* [Brief] Answer with a number only: how many lines of the entries below contain the word "places"?

------------------------------------------------------------

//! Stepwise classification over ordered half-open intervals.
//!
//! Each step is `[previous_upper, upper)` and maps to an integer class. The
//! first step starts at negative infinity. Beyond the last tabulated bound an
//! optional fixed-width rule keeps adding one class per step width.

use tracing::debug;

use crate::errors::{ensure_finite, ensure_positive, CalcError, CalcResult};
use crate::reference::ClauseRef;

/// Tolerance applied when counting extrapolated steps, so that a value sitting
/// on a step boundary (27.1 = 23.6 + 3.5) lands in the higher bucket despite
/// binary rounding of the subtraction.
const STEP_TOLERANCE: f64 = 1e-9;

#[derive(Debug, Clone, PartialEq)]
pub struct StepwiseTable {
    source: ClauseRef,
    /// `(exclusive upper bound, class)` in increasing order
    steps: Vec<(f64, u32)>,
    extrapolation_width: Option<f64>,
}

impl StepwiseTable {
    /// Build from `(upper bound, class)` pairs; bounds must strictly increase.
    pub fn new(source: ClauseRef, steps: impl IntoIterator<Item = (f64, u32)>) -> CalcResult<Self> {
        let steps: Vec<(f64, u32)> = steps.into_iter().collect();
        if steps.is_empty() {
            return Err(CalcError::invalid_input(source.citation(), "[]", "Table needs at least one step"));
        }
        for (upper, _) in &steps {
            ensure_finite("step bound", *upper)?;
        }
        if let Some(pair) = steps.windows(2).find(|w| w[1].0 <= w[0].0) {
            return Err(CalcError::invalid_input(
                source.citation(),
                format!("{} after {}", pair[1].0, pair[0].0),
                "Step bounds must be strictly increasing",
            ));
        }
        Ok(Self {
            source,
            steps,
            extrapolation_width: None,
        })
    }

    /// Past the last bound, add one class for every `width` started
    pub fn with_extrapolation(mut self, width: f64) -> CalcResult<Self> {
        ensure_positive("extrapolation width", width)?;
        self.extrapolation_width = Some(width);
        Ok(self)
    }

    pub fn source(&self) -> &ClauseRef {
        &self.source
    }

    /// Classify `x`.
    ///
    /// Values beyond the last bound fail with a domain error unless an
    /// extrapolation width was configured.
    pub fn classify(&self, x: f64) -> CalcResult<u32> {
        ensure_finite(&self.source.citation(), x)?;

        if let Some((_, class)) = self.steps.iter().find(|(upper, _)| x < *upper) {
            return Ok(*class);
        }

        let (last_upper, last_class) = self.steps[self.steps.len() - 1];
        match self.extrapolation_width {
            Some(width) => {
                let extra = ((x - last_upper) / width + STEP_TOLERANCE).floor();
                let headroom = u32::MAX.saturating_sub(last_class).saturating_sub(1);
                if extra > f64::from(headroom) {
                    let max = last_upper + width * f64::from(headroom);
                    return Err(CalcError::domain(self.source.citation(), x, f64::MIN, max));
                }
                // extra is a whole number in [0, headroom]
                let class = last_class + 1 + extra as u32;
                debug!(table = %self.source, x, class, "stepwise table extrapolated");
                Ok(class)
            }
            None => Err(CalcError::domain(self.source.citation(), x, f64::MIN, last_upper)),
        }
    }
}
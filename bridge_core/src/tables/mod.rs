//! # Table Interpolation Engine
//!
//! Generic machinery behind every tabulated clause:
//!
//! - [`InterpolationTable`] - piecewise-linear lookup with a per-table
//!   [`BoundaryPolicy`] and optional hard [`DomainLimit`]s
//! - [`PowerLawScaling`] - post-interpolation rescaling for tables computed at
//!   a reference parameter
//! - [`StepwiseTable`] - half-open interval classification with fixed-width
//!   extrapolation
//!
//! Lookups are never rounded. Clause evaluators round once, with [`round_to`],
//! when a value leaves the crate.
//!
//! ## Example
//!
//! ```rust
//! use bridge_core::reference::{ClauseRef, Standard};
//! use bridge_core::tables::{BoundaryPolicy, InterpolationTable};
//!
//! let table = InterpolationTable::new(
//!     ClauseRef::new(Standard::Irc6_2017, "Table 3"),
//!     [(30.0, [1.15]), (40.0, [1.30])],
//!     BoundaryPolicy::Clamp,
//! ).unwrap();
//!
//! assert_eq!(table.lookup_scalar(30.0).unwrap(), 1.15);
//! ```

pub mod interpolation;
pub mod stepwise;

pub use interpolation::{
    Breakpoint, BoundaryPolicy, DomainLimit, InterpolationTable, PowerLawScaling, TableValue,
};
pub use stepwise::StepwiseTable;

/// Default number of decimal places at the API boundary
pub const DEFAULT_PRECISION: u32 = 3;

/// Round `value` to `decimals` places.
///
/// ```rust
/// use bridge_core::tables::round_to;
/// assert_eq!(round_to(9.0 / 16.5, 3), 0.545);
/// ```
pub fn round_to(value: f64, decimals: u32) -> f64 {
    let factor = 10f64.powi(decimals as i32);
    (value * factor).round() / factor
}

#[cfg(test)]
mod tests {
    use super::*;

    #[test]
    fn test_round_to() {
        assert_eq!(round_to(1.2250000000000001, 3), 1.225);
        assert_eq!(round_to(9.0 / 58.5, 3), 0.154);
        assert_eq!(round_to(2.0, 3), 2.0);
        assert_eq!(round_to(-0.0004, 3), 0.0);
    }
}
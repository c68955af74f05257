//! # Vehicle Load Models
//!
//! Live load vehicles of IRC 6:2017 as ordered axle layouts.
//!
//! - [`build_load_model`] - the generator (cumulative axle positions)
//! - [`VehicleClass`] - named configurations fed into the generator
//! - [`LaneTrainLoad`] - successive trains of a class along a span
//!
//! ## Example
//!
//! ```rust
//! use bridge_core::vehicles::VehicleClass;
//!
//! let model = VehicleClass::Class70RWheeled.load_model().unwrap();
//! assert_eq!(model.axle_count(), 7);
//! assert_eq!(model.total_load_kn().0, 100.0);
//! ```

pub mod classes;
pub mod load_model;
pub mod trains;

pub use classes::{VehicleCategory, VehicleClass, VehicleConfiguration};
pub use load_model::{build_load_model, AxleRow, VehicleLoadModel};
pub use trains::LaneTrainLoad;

------------------------------------------------------------

* [Solution to the problem] 2